On the Matter of Press Neutrality

In December of 1603, a representative of Vlean arrived in Maplewood seeking an audience with this publication. She carried valid documents and, by all available accounts, intended to conduct a conversation with this correspondent directly. She did not survive to have it.

At the request of her family, this press has chosen not to publish her name. We will say only that she came here in good faith, seeking what every citizen of the Freelands is entitled to seek: a journalist willing to listen.

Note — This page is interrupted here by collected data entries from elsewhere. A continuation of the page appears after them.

//! Engine event catalog and bounded history.
//!
//! Every observable transition the orchestrator makes is an [`EngineEvent`].
//! Events are copied into a fixed-size ring so `status` and post-mortem
//! tooling can inspect recent history without the core owning a logger, and
//! are handed to the host which renders them as structured log lines.

use core::fmt;
use core::time::Duration;

use heapless::{HistoryBuf, OldestOrdered};

use crate::ack::{AckOutcome, NotAckReason};
use crate::error::{EmulatorError, StallError};
use crate::session::{Role, SessionEvent};
use crate::sweep::{Snr, SweepEvent};
use crate::time::MonoInstant;

/// Identifier assigned to each recorded event.
pub type EventId = u32;

/// Total number of telemetry entries retained in memory.
pub const TELEMETRY_RING_CAPACITY: usize = 128;

/// Emulator lifecycle notifications.
#[derive(Copy, Clone, Debug, Eq, PartialEq)]
pub enum EmulatorEvent {
    Spawned,
    Confirmed(Snr),
    Failed(EmulatorError),
    Stopped,
}

/// Everything the engine reports to its host.
#[derive(Copy, Clone, Debug, PartialEq)]
pub enum EngineEvent {
    Session { role: Role, event: SessionEvent },
    Sweep(SweepEvent),
    Emulator(EmulatorEvent),
    Stall(StallError),
    Recovery { role: Role },
    RecordDiscarded { role: Role },
}

impl EngineEvent {
    /// Returns `true` for events the host should surface as warnings.
    #[must_use]
    pub const fn is_failure(&self) -> bool {
        match self {
            EngineEvent::Session { event, .. } => matches!(
                event,
                SessionEvent::Port(_) | SessionEvent::AckTimeout(_)
            ),
            EngineEvent::Sweep(SweepEvent::Aborted(_))
            | EngineEvent::Emulator(EmulatorEvent::Failed(_))
            | EngineEvent::Stall(_) => true,
            _ => false,
        }
    }

    /// Role the event concerns, if any.
    #[must_use]
    pub const fn role(&self) -> Option<Role> {
        match self {
            EngineEvent::Session { role, .. }
            | EngineEvent::Recovery { role }
            | EngineEvent::RecordDiscarded { role } => Some(*role),
            _ => None,
        }
    }
}

impl fmt::Display for EngineEvent {
    fn fmt(&self, f: &mut fmt::Formatter<'_>) -> fmt::Result {
        match self {
            EngineEvent::Session { role, event } => {
                write!(f, "{role}: ")?;
                write_session_event(f, event)
            }
            EngineEvent::Sweep(event) => write_sweep_event(f, event),
            EngineEvent::Emulator(EmulatorEvent::Spawned) => f.write_str("emulator started"),
            EngineEvent::Emulator(EmulatorEvent::Confirmed(snr)) => {
                write!(f, "emulator confirmed snr {snr} dB")
            }
            EngineEvent::Emulator(EmulatorEvent::Failed(err)) => write!(f, "{err}"),
            EngineEvent::Emulator(EmulatorEvent::Stopped) => f.write_str("emulator stopped"),
            EngineEvent::Stall(err) => write!(f, "watchdog: {err}"),
            EngineEvent::Recovery { role } => {
                write!(f, "watchdog: re-issuing last {role} command")
            }
            EngineEvent::RecordDiscarded { role } => {
                write!(f, "{role}: record outside measurement window discarded")
            }
        }
    }
}

fn write_session_event(f: &mut fmt::Formatter<'_>, event: &SessionEvent) -> fmt::Result {
    match event {
        SessionEvent::StateChanged { from, to } => write!(f, "{from} -> {to}"),
        SessionEvent::SequenceStarted(kind) => write!(f, "{kind} sequence started"),
        SessionEvent::SequenceFinished(kind) => write!(f, "{kind} sequence finished"),
        SessionEvent::CommandWritten(command) => write!(f, "tx `{command}`"),
        SessionEvent::OpenRetry { attempt } => write!(f, "open failed, retry {attempt}"),
        SessionEvent::StopAck(resolution) => match resolution.outcome {
            AckOutcome::Acknowledged => write!(
                f,
                "stop acknowledged after {}ms",
                resolution.waited.as_millis()
            ),
            AckOutcome::NotAcknowledged(reason) => write!(
                f,
                "stop not acknowledged ({})",
                match reason {
                    NotAckReason::DeadlineElapsed => "deadline elapsed",
                    NotAckReason::LinkLost => "link lost",
                    NotAckReason::Cancelled => "cancelled",
                }
            ),
        },
        SessionEvent::AckTimeout(err) => write!(f, "{err}"),
        SessionEvent::Port(err) => write!(f, "{err}"),
    }
}

fn write_sweep_event(f: &mut fmt::Formatter<'_>, event: &SweepEvent) -> fmt::Result {
    match event {
        SweepEvent::Started { points } => write!(f, "sweep started ({points} points)"),
        SweepEvent::PointStarted(point) => write!(f, "sweep point {point}"),
        SweepEvent::PointMeasured { point, records } => {
            write!(f, "sweep point {point} finished with {records} records")
        }
        SweepEvent::Completed { points } => write!(f, "sweep complete ({points} points)"),
        SweepEvent::Stopped { completed } => {
            write!(f, "sweep stopped after {completed} points")
        }
        SweepEvent::Aborted(err) => write!(f, "sweep aborted: {err}"),
    }
}

/// Telemetry record stored in the ring buffer.
#[derive(Copy, Clone, Debug, PartialEq)]
pub struct TelemetryRecord<TInstant> {
    pub id: EventId,
    pub timestamp: TInstant,
    pub event: EngineEvent,
    /// Time since the previous event concerning the same role.
    pub since_previous: Option<Duration>,
}

/// Telemetry ring buffer type alias.
pub type TelemetryRing<TInstant, const CAPACITY: usize = TELEMETRY_RING_CAPACITY> =
    HistoryBuf<TelemetryRecord<TInstant>, CAPACITY>;

/// Records engine events into a fixed-size ring buffer.
pub struct TelemetryRecorder<TInstant, const CAPACITY: usize = TELEMETRY_RING_CAPACITY>
where
    TInstant: Copy,
{
    ring: TelemetryRing<TInstant, CAPACITY>,
    last_by_role: [Option<TInstant>; 2],
    next_event_id: EventId,
}

impl<TInstant, const CAPACITY: usize> TelemetryRecorder<TInstant, CAPACITY>
where
    TInstant: MonoInstant,
{
    /// Creates a new telemetry recorder with an empty history.
    #[must_use]
    pub const fn new() -> Self {
        Self {
            ring: HistoryBuf::new(),
            last_by_role: [None, None],
            next_event_id: 0,
        }
    }

    /// Returns an iterator over the recorded telemetry in chronological order.
    pub fn oldest_first(&self) -> OldestOrdered<'_, TelemetryRecord<TInstant>> {
        self.ring.oldest_ordered()
    }

    pub fn len(&self) -> usize {
        self.ring.len()
    }

    pub fn is_empty(&self) -> bool {
        self.ring.is_empty()
    }

    /// Records `event` and returns its identifier.
    pub fn record(&mut self, event: EngineEvent, timestamp: TInstant) -> EventId {
        let id = self.next_event_id;
        self.next_event_id = self.next_event_id.wrapping_add(1);

        let since_previous = event.role().and_then(|role| {
            let slot = &mut self.last_by_role[role.index()];
            let previous = slot.replace(timestamp);
            previous.map(|earlier| timestamp.saturating_duration_since(earlier))
        });

        self.ring.write(TelemetryRecord {
            id,
            timestamp,
            event,
            since_previous,
        });

        id
    }
}

impl<TInstant, const CAPACITY: usize> Default for TelemetryRecorder<TInstant, CAPACITY>
where
    TInstant: MonoInstant,
{
    fn default() -> Self {
        Self::new()
    }
}

#[cfg(test)]
mod tests {
    use super::*;
    use crate::session::SessionState;
    use alloc::string::ToString;

    #[derive(Copy, Clone, Debug, Default, Eq, PartialEq, Ord, PartialOrd)]
    struct MicrosInstant(u64);

    impl core::ops::Add<Duration> for MicrosInstant {
        type Output = Self;

        fn add(self, rhs: Duration) -> Self::Output {
            Self(self.0 + rhs.as_micros() as u64)
        }
    }

    impl MonoInstant for MicrosInstant {
        fn saturating_duration_since(&self, earlier: Self) -> Duration {
            Duration::from_micros(self.0.saturating_sub(earlier.0))
        }
    }

    fn state_change(role: Role) -> EngineEvent {
        EngineEvent::Session {
            role,
            event: SessionEvent::StateChanged {
                from: SessionState::Idle,
                to: SessionState::Starting,
            },
        }
    }

    #[test]
    fn records_elapsed_per_role() {
        let mut recorder = TelemetryRecorder::<MicrosInstant>::new();

        assert_eq!(recorder.record(state_change(Role::Server), MicrosInstant(100)), 0);
        assert_eq!(recorder.record(state_change(Role::Client), MicrosInstant(180)), 1);
        recorder.record(state_change(Role::Server), MicrosInstant(250));

        let latest = recorder.oldest_first().last().copied().expect("record present");
        assert_eq!(latest.id, 2);
        assert_eq!(latest.since_previous, Some(Duration::from_micros(150)));

        let first_client = recorder
            .oldest_first()
            .find(|record| record.event.role() == Some(Role::Client))
            .expect("client record");
        assert_eq!(first_client.since_previous, None);
    }

    #[test]
    fn ring_keeps_most_recent_entries() {
        let mut recorder = TelemetryRecorder::<MicrosInstant, 4>::new();
        for tick in 0..10 {
            recorder.record(
                EngineEvent::Sweep(SweepEvent::Started { points: tick }),
                MicrosInstant(u64::from(tick)),
            );
        }
        assert_eq!(recorder.len(), 4);
        let ids: heapless::Vec<EventId, 4> =
            recorder.oldest_first().map(|record| record.id).collect();
        assert_eq!(ids.as_slice(), &[6, 7, 8, 9]);
    }

    #[test]
    fn failures_are_classified() {
        let stall = EngineEvent::Stall(StallError {
            silence: Duration::from_secs(80),
            threshold: Duration::from_secs(60),
        });
        assert!(stall.is_failure());
        assert!(!state_change(Role::Server).is_failure());
        assert_eq!(
            stall.to_string(),
            "watchdog: no measurement record for 80s (threshold 60s)"
        );

        let mut recorder = TelemetryRecorder::<MicrosInstant>::new();
        recorder.record(stall, MicrosInstant(0));
        recorder.record(state_change(Role::Client), MicrosInstant(1));
        assert_eq!(
            recorder
                .oldest_first()
                .filter(|record| record.event.is_failure())
                .count(),
            1
        );
    }
}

She was killed before that conversation could take place. This press was informed of her death by someone who considered the act a kindness.

It was not.

Special Investigative Press, and all other presses of the Freelands, derive our value from neutrality. We speak to ambassadors and adventurers, to nobles and farmers, to allies and to those whose motivations we do not yet understand. We do not discriminate between sources based on their origins, their politics, who they worship, or the suspicions of those around them.

When a source is killed on their way to speak with us, we lose more than an interview. We lose the intelligence that conversation might have provided, we lose the trust of every future source who hears about it and decides the risk is not worth it, and we lose the thread of a story that may have had consequences for every resident of the Freelands.

This press does not know what the representative came to say. That ignorance has a cost, and that cost affects everyone who is caught in the ongoing investigation.

We are asking, formally and publicly, that journalists and their sources be afforded safe passage throughout the Freelands. Those who wish to protect this press should do so by supporting its ability to function — and not by making decisions about who we are permitted to speak with.

If you have information regarding the circumstances of this incident, or regarding the Vleanoan delegation’s activities in the Freelands, I request that you come forward. You will be heard. You will be protected.

That is a promise this publication intends to keep.